'And good staff-officers, certainly--though he's never actually handled a sword or shield in his life.'

I was bold enough to ask Pollio why he was often called 'The Last of the Romans'. He looked pleased at the question and replied: 'Augustus gave me the name. It was when he invited me to join him in his war against your grandfather Antony. I asked him what sort of a man he took me for: Antony had been one of my best friends.

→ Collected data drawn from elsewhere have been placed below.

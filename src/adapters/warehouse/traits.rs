//! Dimension loader abstraction
//!
//! This module defines the trait warehouse adapters implement to persist
//! dimension records, and the fixed set of loaders a run uses.

use crate::domain::{CustomerRecord, OrderRecord, ProductRecord, Result};
use async_trait::async_trait;
use std::sync::Arc;

/// Persists one kind of dimension record
///
/// Whether a load is idempotent is up to the implementation.
#[async_trait]
pub trait DimensionLoader<R>: Send + Sync
where
    R: Send + Sync,
{
    /// Load the given records
    ///
    /// # Returns
    ///
    /// Returns the number of records written.
    ///
    /// # Errors
    ///
    /// Returns a loader-specific error if the records cannot be persisted.
    /// Callers do not retry.
    async fn load(&self, records: &[R]) -> Result<usize>;
}

/// The three dimension loaders a run needs
#[derive(Clone)]
pub struct DimensionLoaders {
    pub customers: Arc<dyn DimensionLoader<CustomerRecord>>,
    pub products: Arc<dyn DimensionLoader<ProductRecord>>,
    pub orders: Arc<dyn DimensionLoader<OrderRecord>>,
}

impl DimensionLoaders {
    /// Create a loader set from three independent loaders
    pub fn new(
        customers: Arc<dyn DimensionLoader<CustomerRecord>>,
        products: Arc<dyn DimensionLoader<ProductRecord>>,
        orders: Arc<dyn DimensionLoader<OrderRecord>>,
    ) -> Self {
        Self {
            customers,
            products,
            orders,
        }
    }

    /// Create a loader set backed by a single warehouse handling all three dimensions
    pub fn shared<W>(warehouse: Arc<W>) -> Self
    where
        W: DimensionLoader<CustomerRecord>
            + DimensionLoader<ProductRecord>
            + DimensionLoader<OrderRecord>
            + 'static,
    {
        Self {
            customers: warehouse.clone(),
            products: warehouse.clone(),
            orders: warehouse,
        }
    }
}
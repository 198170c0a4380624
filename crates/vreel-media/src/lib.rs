#![deny(unreachable_patterns)]
//! Media ingest and frame analysis for the VReel pipeline.
//!
//! This crate provides:
//! - FFprobe-based ingest with MP4 header validation
//! - FFmpeg raw-video frame sampling behind the [`FrameSource`] seam
//! - Motion, Scene-Change and Composition frame metrics
//! - Batched, parallel per-source analysis producing metric streams

pub mod analysis;
pub mod error;
pub mod frame;
pub mod metrics;
pub mod probe;
pub mod sampler;

pub use analysis::{analyze_source, score_batch, DEFAULT_BATCH_SIZE};
pub use error::{MediaError, MediaResult};
pub use frame::Frame;
pub use metrics::{FrameMetric, Measurement, MetricConfig, MetricSet};
pub use probe::{probe_source, source_from_probe};
pub use sampler::{FfmpegFrameSource, FrameReader, FrameSource, SamplingOptions, HD_ANALYSIS_WIDTH};
//! Segment scoring, classification and eligibility.
//!
//! Each metric is averaged over the samples falling inside a segment, and
//! the averages are combined with the configured weights into a quality
//! score rounded to one decimal. Segments marked `manually_edited` are
//! caller-authoritative and pass through unchanged.

use std::collections::HashMap;

use vreel_models::{
    clamp_score, round_one_decimal, ClassificationTag, MetricKind, MetricStream, MetricWeight,
    Segment, SourceId, MIN_SCORE,
};

use crate::error::{PipelineError, PipelineResult};

/// Tag thresholds.
const HIGH_ACTION_MOTION: f64 = 7.0;
const STATIC_MOTION: f64 = 3.0;
const DYNAMIC_SCENE: f64 = 6.0;
const VISUALLY_RICH_COMPOSITION: f64 = 8.0;
const HIGHLIGHT_MOTION: f64 = 6.0;
const HIGHLIGHT_SCENE: f64 = 6.0;

#[derive(Debug, Clone)]
pub struct RankerParams {
    pub min_quality_threshold: f64,
    pub score_weights: Vec<MetricWeight>,
}

/// Result of ranking every segment of a run.
#[derive(Debug, Clone)]
pub struct Ranking {
    pub segments: Vec<Segment>,
    pub eligible_count: usize,
}

/// Mean of one metric over `[start, end)`, or the minimum score when the
/// span holds no sample for it.
pub fn average_metric(stream: Option<&MetricStream>, kind: MetricKind, start: f64, end: f64) -> f64 {
    let Some(stream) = stream else {
        return MIN_SCORE;
    };

    let (sum, count) = stream
        .window(start, end)
        .filter_map(|s| s.score(kind))
        .fold((0.0, 0usize), |(sum, n), v| (sum + v, n + 1));

    if count == 0 {
        MIN_SCORE
    } else {
        clamp_score(sum / count as f64)
    }
}

/// Weighted quality, rounded to one decimal and clamped to the score range.
pub fn quality_score(segment: &Segment, weights: &[MetricWeight]) -> f64 {
    let weighted: f64 = weights
        .iter()
        .map(|w| w.weight * segment.score(w.metric).unwrap_or(MIN_SCORE))
        .sum();
    clamp_score(round_one_decimal(weighted))
}

/// Classification tags for a set of metric averages.
pub fn classify(motion: f64, scene: f64, composition: f64) -> Vec<ClassificationTag> {
    let mut tags = Vec::new();
    if motion >= HIGH_ACTION_MOTION {
        tags.push(ClassificationTag::HighAction);
    }
    if motion <= STATIC_MOTION {
        tags.push(ClassificationTag::Static);
    }
    if scene >= DYNAMIC_SCENE {
        tags.push(ClassificationTag::DynamicScene);
    }
    if composition >= VISUALLY_RICH_COMPOSITION {
        tags.push(ClassificationTag::VisuallyRich);
    }
    if motion >= HIGHLIGHT_MOTION && scene >= HIGHLIGHT_SCENE {
        tags.push(ClassificationTag::HighlightCandidate);
    }
    if tags.is_empty() {
        tags.push(ClassificationTag::Neutral);
    }
    tags
}

/// Score one segment in place from its source's metric stream.
///
/// Without a stream, scores already on the segment are kept and only the
/// quality and tags are recomputed.
pub fn score_segment(segment: &mut Segment, stream: Option<&MetricStream>, weights: &[MetricWeight]) {
    for kind in MetricKind::ALL {
        let avg = match stream {
            Some(_) => average_metric(stream, kind, segment.start_time, segment.end_time),
            None => segment.score(kind).unwrap_or(MIN_SCORE),
        };
        segment.set_score(kind, avg);
    }
    segment.quality_score = Some(quality_score(segment, weights));
    segment.tags = classify(
        segment.motion_score.unwrap_or(MIN_SCORE),
        segment.scene_score.unwrap_or(MIN_SCORE),
        segment.composition_score.unwrap_or(MIN_SCORE),
    );
}

/// Fill only what a manual editor left empty.
fn complete_edited(segment: &mut Segment, stream: Option<&MetricStream>, weights: &[MetricWeight]) {
    for kind in MetricKind::ALL {
        if segment.score(kind).is_none() {
            let avg = average_metric(stream, kind, segment.start_time, segment.end_time);
            segment.set_score(kind, avg);
        }
    }
    if segment.quality_score.is_none() {
        segment.quality_score = Some(quality_score(segment, weights));
    }
    if segment.tags.is_empty() {
        segment.tags = classify(
            segment.motion_score.unwrap_or(MIN_SCORE),
            segment.scene_score.unwrap_or(MIN_SCORE),
            segment.composition_score.unwrap_or(MIN_SCORE),
        );
    }
}

/// Score, tag and judge every segment.
///
/// # Errors
///
/// Returns [`PipelineError::InsufficientContent`] when no segment reaches
/// the threshold.
pub fn rank_segments(
    segments: Vec<Segment>,
    streams: &[MetricStream],
    params: &RankerParams,
) -> PipelineResult<Ranking> {
    let by_source: HashMap<&SourceId, &MetricStream> =
        streams.iter().map(|s| (&s.source_id, s)).collect();

    let mut ranked = Vec::with_capacity(segments.len());
    for mut segment in segments {
        let stream = by_source.get(&segment.source_id).copied();
        if segment.manually_edited {
            complete_edited(&mut segment, stream, &params.score_weights);
        } else {
            score_segment(&mut segment, stream, &params.score_weights);
        }
        segment.eligible = Some(segment.is_eligible(params.min_quality_threshold));
        ranked.push(segment);
    }

    let eligible_count = ranked
        .iter()
        .filter(|s| s.is_eligible(params.min_quality_threshold))
        .count();

    if eligible_count == 0 {
        let best_quality = ranked
            .iter()
            .filter_map(|s| s.quality_score)
            .max_by(|a, b| a.total_cmp(b));
        return Err(PipelineError::InsufficientContent {
            threshold: params.min_quality_threshold,
            total: ranked.len(),
            eligible: 0,
            best_quality,
        });
    }

    Ok(Ranking {
        segments: ranked,
        eligible_count,
    })
}
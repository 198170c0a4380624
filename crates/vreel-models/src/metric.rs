//! Frame metric models.
//!
//! A metric stream is the per-source output of frame analysis: one sample
//! per sampled frame, each carrying the scores the metrics produced for it.
//! Stage 1 persists these streams so that ranking can be repeated without
//! decoding the recordings again.

use schemars::JsonSchema;
use serde::{Deserialize, Serialize};
use std::collections::BTreeMap;
use std::fmt;

use crate::source::SourceId;

/// Lowest score any metric may report.
pub const MIN_SCORE: f64 = 1.0;

/// Highest score any metric may report.
pub const MAX_SCORE: f64 = 10.0;

/// Clamp a value into the score range.
pub fn clamp_score(value: f64) -> f64 {
    if value.is_nan() {
        return MIN_SCORE;
    }
    value.clamp(MIN_SCORE, MAX_SCORE)
}

/// Whether a value lies in the score range.
pub fn is_valid_score(value: f64) -> bool {
    (MIN_SCORE..=MAX_SCORE).contains(&value)
}

/// Round half away from zero to one decimal.
pub fn round_one_decimal(value: f64) -> f64 {
    (value * 10.0).round() / 10.0
}

/// Identifies one frame metric.
#[derive(Debug, Clone, Copy, PartialEq, Eq, PartialOrd, Ord, Hash, Serialize, Deserialize, JsonSchema)]
#[serde(rename_all = "snake_case")]
pub enum MetricKind {
    /// Fraction of moving pixels between consecutive frames
    Motion,
    /// Colour histogram change between consecutive frames
    Scene,
    /// Edges, colour variety and exposure of a single frame
    Composition,
}

impl MetricKind {
    /// All metrics in their canonical order.
    pub const ALL: [MetricKind; 3] = [MetricKind::Motion, MetricKind::Scene, MetricKind::Composition];

    pub fn as_str(&self) -> &'static str {
        match self {
            MetricKind::Motion => "motion",
            MetricKind::Scene => "scene",
            MetricKind::Composition => "composition",
        }
    }

    /// Name of the per-segment score field this metric fills.
    pub fn score_field(&self) -> &'static str {
        match self {
            MetricKind::Motion => "motion_score",
            MetricKind::Scene => "scene_score",
            MetricKind::Composition => "composition_score",
        }
    }
}

impl fmt::Display for MetricKind {
    fn fmt(&self, f: &mut fmt::Formatter<'_>) -> fmt::Result {
        write!(f, "{}", self.as_str())
    }
}

/// Scores measured for one sampled frame.
#[derive(Debug, Clone, PartialEq, Serialize, Deserialize, JsonSchema)]
pub struct MetricSample {
    /// Offset of the frame within its source (seconds)
    pub time: f64,
    /// Score per metric; pairwise metrics are absent on the first frame
    pub scores: BTreeMap<MetricKind, f64>,
    /// Hard scene-cut candidate between the previous frame and this one
    #[serde(default)]
    pub scene_cut: bool,
}

impl MetricSample {
    pub fn new(time: f64) -> Self {
        Self {
            time,
            scores: BTreeMap::new(),
            scene_cut: false,
        }
    }

    pub fn score(&self, kind: MetricKind) -> Option<f64> {
        self.scores.get(&kind).copied()
    }
}

/// Ordered metric samples for one source.
#[derive(Debug, Clone, PartialEq, Serialize, Deserialize, JsonSchema)]
pub struct MetricStream {
    pub source_id: SourceId,
    /// Seconds between consecutive samples
    pub interval_secs: f64,
    /// Samples in ascending time order
    pub samples: Vec<MetricSample>,
}

impl MetricStream {
    pub fn new(source_id: SourceId, interval_secs: f64) -> Self {
        Self {
            source_id,
            interval_secs,
            samples: Vec::new(),
        }
    }

    /// Times of all hard scene-cut candidates, ascending.
    pub fn scene_cuts(&self) -> Vec<f64> {
        self.samples
            .iter()
            .filter(|s| s.scene_cut)
            .map(|s| s.time)
            .collect()
    }

    /// Samples whose time lies in `[start, end)`.
    pub fn window(&self, start: f64, end: f64) -> impl Iterator<Item = &MetricSample> {
        self.samples
            .iter()
            .filter(move |s| s.time >= start && s.time < end)
    }
}

/// Contribution of one metric to the quality score.
#[derive(Debug, Clone, Copy, PartialEq, Serialize, Deserialize, JsonSchema)]
pub struct MetricWeight {
    pub metric: MetricKind,
    pub weight: f64,
}

/// Default quality weights: scene 60%, motion 25%, composition 15%.
pub fn default_score_weights() -> Vec<MetricWeight> {
    vec![
        MetricWeight {
            metric: MetricKind::Scene,
            weight: 0.6,
        },
        MetricWeight {
            metric: MetricKind::Motion,
            weight: 0.25,
        },
        MetricWeight {
            metric: MetricKind::Composition,
            weight: 0.15,
        },
    ]
}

'Asinius Pollio,' he said, 'I believe that you're the last of the Romans. The title is wasted on that assassin, Cassius.'

'And if I'm the last of the Romans,' I answered, 'whose fault is that? And whose fault will it be when you've destroyed Antony, that nobody but myself will ever dare hold his head up in your presence or speak out of turn?'

'Not mine, Asinius,' he said apologetically, 'it is Antony who has declared war, not I. And as soon as Antony is beaten I shall of course restore Republican government.'

'If the Lady Livia does not interpose her veto,' I said.'

The old man then took me by the shoulders. 'By the way, I'll tell you something, Claudius. I'm a very old man and though I look brisk enough I have reached the end. In three days I shall be dead; and I know it. Just before one dies there comes a strange lucidity. One speaks prophetically. Now listen! Do you want to live a long busy life, with honour at the end of it?'

'Yes.'

'Then exaggerate your limp, stammer deliberately, sham sickness frequently, let your wits wander, jerk your head and twitch with your hands on all public or semi-public occasions. If you could see as much as I can see, you would know that this was your only hope of safety and eventual glory.'

I said: 'Livy's story of Brutus--the first Brutus, I mean--may be unhistorical, but it's apt. Brutus pretended to be a half-wit, too, to be better able to restore popular liberty.'

'What's that? Popular liberty? You believe in that? I thought that phrase had died out among the younger generation.'

'My father and grandfather both believed in it----'

'Yes,' Pollio interrupted sharply, 'that's why they died.'

'What do you mean?'

'I mean that's why they were poisoned.'

'Poisoned! By whom?'

'Hm! Not so loud, boy. No. I'll not mention names.

But I'll give you a sure token that I'm not just repeating groundless scandal.

You're writing a life of your father you say?'

'Yes.'

'Well, you'll see that you won't be allowed to get beyond a certain point in it. And the person who stops you----'

Sulpicius came shuffling back at this point and nothing more was said of any interest except when I took my leave of Pollio and he drew me aside and muttered: 'Little Claudius, good-bye! But don't be a fool about popular liberty.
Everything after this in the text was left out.